> [Problem to work on] Look through the listing below, find every line with the string "number", and copy it.

> [Dataset]
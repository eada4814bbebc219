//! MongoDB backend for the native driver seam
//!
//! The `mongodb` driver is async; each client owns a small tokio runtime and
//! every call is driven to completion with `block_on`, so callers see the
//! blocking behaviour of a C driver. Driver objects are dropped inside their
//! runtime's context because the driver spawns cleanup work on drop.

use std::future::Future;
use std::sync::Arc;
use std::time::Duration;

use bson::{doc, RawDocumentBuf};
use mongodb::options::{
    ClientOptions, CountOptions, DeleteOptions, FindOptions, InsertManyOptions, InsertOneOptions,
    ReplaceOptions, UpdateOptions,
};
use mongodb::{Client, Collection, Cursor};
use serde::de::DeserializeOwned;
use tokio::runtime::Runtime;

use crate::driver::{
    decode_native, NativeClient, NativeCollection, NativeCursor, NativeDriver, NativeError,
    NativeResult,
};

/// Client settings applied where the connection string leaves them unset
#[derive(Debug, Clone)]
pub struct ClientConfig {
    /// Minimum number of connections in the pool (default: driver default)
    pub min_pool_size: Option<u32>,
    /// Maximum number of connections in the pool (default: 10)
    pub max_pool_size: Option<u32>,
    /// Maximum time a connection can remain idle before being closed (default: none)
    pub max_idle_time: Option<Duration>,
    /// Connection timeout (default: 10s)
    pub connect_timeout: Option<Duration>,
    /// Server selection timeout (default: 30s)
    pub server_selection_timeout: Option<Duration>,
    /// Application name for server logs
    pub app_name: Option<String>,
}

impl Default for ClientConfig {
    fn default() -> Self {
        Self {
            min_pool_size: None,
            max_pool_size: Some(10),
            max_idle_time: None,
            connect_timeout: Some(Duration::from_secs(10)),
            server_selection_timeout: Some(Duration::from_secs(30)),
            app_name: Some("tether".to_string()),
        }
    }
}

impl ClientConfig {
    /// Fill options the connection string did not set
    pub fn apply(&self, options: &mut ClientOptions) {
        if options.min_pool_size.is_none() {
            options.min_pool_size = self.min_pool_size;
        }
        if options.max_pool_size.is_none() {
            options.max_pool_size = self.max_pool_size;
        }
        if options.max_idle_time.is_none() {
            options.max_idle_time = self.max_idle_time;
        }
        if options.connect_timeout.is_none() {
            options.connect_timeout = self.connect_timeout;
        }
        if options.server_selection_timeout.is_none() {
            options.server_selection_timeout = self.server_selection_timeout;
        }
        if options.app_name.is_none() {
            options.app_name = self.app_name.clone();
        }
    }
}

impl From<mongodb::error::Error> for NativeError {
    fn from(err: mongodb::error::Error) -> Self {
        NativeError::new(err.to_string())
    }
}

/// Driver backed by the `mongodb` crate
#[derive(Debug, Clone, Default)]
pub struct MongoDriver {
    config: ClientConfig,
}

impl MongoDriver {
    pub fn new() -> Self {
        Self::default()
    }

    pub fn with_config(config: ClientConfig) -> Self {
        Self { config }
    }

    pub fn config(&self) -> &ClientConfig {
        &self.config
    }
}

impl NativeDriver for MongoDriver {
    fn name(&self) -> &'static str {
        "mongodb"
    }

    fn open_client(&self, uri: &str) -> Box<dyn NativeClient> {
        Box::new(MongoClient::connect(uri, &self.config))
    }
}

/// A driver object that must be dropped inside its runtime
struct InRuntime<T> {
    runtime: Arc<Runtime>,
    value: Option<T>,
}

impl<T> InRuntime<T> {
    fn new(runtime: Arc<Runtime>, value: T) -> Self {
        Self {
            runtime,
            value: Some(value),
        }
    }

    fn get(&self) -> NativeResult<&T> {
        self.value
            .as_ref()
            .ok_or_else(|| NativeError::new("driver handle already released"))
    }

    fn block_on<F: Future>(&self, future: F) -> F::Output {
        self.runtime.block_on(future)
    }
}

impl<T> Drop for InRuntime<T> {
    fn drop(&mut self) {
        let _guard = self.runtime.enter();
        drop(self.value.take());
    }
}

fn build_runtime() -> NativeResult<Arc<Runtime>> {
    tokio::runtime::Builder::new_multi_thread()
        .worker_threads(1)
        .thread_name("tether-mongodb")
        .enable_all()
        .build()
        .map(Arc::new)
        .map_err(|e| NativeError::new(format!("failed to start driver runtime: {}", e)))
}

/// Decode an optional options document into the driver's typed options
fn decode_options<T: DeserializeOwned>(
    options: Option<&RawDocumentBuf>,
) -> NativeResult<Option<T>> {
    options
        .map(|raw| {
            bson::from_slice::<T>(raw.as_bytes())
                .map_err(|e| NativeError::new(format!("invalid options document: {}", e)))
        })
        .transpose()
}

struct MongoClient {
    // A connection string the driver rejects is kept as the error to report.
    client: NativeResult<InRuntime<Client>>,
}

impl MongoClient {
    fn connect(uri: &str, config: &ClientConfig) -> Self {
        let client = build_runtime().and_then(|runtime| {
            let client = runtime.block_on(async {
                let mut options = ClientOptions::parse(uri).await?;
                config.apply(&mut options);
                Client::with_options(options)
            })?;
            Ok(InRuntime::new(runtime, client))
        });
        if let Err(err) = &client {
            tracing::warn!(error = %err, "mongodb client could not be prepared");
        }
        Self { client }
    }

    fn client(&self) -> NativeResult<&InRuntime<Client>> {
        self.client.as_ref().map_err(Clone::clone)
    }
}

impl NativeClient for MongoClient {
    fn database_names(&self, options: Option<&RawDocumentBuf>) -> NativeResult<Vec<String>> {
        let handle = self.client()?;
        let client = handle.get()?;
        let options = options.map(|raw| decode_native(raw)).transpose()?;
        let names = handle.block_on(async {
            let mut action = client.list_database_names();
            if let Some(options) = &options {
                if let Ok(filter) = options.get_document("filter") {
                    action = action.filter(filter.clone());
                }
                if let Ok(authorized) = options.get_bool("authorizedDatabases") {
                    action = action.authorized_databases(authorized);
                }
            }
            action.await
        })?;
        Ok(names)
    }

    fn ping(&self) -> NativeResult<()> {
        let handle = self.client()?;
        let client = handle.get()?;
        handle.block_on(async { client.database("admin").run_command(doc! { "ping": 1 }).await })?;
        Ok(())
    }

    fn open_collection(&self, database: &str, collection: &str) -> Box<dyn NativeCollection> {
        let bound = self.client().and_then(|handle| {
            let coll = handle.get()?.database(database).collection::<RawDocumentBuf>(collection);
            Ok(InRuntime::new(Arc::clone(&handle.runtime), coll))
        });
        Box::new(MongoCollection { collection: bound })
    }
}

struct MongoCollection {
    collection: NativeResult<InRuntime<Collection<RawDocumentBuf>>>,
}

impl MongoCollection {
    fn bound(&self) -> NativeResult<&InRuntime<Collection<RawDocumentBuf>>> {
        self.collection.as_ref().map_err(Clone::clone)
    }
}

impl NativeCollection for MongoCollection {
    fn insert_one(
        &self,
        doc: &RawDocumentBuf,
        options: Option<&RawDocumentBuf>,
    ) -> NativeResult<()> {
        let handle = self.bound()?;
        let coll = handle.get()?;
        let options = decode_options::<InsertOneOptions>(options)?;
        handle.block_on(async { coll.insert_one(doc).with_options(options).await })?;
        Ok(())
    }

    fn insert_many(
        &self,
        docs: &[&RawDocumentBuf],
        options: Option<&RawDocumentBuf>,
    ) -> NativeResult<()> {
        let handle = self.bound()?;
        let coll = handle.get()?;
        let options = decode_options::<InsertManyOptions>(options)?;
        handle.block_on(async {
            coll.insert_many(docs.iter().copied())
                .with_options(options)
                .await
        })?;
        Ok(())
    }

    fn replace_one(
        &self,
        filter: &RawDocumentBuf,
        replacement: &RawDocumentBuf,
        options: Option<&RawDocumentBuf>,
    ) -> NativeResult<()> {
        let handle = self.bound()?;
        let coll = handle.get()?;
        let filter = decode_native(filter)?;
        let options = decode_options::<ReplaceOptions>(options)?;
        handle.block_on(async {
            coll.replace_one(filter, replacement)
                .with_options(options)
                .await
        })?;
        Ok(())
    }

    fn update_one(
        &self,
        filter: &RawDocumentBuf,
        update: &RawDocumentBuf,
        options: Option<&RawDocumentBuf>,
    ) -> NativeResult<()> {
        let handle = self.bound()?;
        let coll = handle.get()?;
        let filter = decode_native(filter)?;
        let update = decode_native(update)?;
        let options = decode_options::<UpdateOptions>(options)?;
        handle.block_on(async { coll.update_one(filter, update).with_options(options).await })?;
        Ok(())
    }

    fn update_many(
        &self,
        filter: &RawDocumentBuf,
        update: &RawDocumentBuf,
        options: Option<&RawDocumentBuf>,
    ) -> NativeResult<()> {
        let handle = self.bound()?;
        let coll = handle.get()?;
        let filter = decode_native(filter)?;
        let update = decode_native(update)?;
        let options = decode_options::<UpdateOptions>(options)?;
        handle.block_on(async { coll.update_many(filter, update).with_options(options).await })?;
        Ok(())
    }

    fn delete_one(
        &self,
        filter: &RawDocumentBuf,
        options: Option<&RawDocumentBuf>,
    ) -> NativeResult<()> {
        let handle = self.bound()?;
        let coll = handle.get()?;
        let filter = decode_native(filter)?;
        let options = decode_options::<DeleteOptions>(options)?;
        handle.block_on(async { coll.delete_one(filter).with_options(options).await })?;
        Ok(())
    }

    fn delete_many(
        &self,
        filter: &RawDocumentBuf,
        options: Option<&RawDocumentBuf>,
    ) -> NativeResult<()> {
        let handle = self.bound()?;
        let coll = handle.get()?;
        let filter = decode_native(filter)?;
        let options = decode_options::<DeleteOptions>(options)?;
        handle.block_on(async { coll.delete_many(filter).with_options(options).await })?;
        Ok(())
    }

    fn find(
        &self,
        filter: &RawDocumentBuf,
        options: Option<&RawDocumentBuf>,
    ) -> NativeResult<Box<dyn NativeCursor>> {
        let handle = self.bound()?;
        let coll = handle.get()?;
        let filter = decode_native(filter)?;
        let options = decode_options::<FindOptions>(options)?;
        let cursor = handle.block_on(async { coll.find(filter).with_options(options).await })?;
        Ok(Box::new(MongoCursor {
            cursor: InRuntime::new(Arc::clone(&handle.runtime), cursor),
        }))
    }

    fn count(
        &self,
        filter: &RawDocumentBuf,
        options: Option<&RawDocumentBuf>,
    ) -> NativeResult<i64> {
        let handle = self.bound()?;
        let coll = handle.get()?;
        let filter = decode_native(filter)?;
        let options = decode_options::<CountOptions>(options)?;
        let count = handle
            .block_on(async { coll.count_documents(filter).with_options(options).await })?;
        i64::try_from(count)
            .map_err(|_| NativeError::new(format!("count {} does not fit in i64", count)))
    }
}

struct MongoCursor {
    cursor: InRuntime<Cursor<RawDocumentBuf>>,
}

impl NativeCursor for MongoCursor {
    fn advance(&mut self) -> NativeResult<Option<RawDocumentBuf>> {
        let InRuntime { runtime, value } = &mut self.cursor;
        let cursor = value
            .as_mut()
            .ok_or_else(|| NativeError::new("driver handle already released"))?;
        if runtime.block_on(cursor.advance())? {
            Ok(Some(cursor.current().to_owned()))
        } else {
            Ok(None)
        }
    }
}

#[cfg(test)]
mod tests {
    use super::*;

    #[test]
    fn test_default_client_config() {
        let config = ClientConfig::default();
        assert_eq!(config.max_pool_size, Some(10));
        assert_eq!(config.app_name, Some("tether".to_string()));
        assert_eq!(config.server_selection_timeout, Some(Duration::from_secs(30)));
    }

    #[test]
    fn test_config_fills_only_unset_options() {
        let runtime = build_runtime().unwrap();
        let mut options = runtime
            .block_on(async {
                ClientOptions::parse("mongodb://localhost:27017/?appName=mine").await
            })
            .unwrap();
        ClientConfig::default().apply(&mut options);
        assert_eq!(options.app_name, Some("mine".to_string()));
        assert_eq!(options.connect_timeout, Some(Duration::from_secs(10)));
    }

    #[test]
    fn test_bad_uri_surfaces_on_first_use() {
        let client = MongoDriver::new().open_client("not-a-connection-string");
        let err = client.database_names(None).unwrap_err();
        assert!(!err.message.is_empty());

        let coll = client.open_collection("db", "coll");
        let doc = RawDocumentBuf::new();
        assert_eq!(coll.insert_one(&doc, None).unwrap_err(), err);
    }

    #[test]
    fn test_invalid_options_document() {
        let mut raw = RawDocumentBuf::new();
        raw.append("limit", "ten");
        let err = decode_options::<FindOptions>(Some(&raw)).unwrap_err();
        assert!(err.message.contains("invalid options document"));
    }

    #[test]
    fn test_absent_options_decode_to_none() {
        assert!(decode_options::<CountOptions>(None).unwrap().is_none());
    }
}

> [Result for this exercise]
    /// Minimum number of connections in the pool (default: driver default)
    /// Maximum number of connections in the pool (default: 10)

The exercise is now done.